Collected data
********************
#![doc = include_str!("../README.md")]

// Public modules (stable-ish surface)
pub mod detector;
pub mod diagnostics;
pub mod error;
pub mod image;
pub mod types;

// Pipeline stages, usable on their own.
pub mod accumulator;
pub mod angle;
pub mod extract;
pub mod space;
pub mod voting;

// Tool configuration (used by `src/bin`).
pub mod config;

// --- High-level re-exports -------------------------------------------------

pub use crate::detector::{HoughDetector, HoughParams};
pub use crate::diagnostics::DetectionReport;
pub use crate::error::{HoughError, Result};
pub use crate::types::{EdgePoint, ImageSize};

pub use crate::accumulator::Accumulator;
pub use crate::angle::AngleBin;
pub use crate::extract::{
    AnomalyKind, DetectedLine, Extraction, ExtractionAnomaly, LineExtractor, LineReconstruction,
};
pub use crate::space::{DistanceBin, ParameterSpace};
pub use crate::voting::{VotingEngine, VotingMode};

// --- Prelude ---------------------------------------------------------------

/// Small prelude for quick experiments.
///
/// ```
/// use hough_lines::prelude::*;
///
/// let points: Vec<EdgePoint> = (0..100).map(|i| EdgePoint::new(i, i)).collect();
/// let det = HoughDetector::new(HoughParams {
///     vote_threshold: 50,
///     ..Default::default()
/// });
/// let report = det.detect(ImageSize::new(100, 100), &points).unwrap();
/// assert_eq!(report.lines.len(), 1);
/// assert_eq!(report.lines[0].angle_bin, 135);
/// ```
pub mod prelude {
    pub use crate::{EdgePoint, HoughDetector, HoughParams, ImageSize};
}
********************
▶ [What the task asks]
Print the records above exactly. Omit nothing.

▶ [Task result]
#![doc = include_str!("../README.md")]

// Public modules (stable-ish surface)
pub mod detector;
pub mod diagnostics;
pub mod error;
pub mod image;
pub mod types;

// Pipeline stages, usable on their own.
pub mod accumulator;
pub mod angle;
pub mod extract;
pub mod space;
pub mod voting;

// Tool configuration (used by `src/bin`).
pub mod config;

// --- High-level re-exports -------------------------------------------------

pub use crate::detector::{HoughDetector, HoughParams};
pub use crate::diagnostics::DetectionReport;
pub use crate::error::{HoughError, Result};
pub use crate::types::{EdgePoint, ImageSize};

pub use crate::accumulator::Accumulator;
pub use crate::angle::AngleBin;
pub use crate::extract::{
    AnomalyKind, DetectedLine, Extraction, ExtractionAnomaly, LineExtractor, LineReconstruction,
};
pub use crate::space::{DistanceBin, ParameterSpace};
pub use crate::voting::{VotingEngine, VotingMode};

// --- Prelude ---------------------------------------------------------------

/// Small prelude for quick experiments.
///
/// ```
/// use hough_lines::prelude::*;
///
/// let points: Vec<EdgePoint> = (0..100).map(|i| EdgePoint::new(i, i)).collect();
/// let det = HoughDetector::new(HoughParams {
///     vote_threshold: 50,
///     ..Default::default()
/// });
/// let report = det.detect(ImageSize::new(100, 100), &points).unwrap();
/// assert_eq!(report.lines.len(), 1);
/// assert_eq!(report.lines[0].angle_bin, 135);
/// ```
pub mod prelude {
    pub use crate::{EdgePoint, HoughDetector, HoughParams, ImageSize};
}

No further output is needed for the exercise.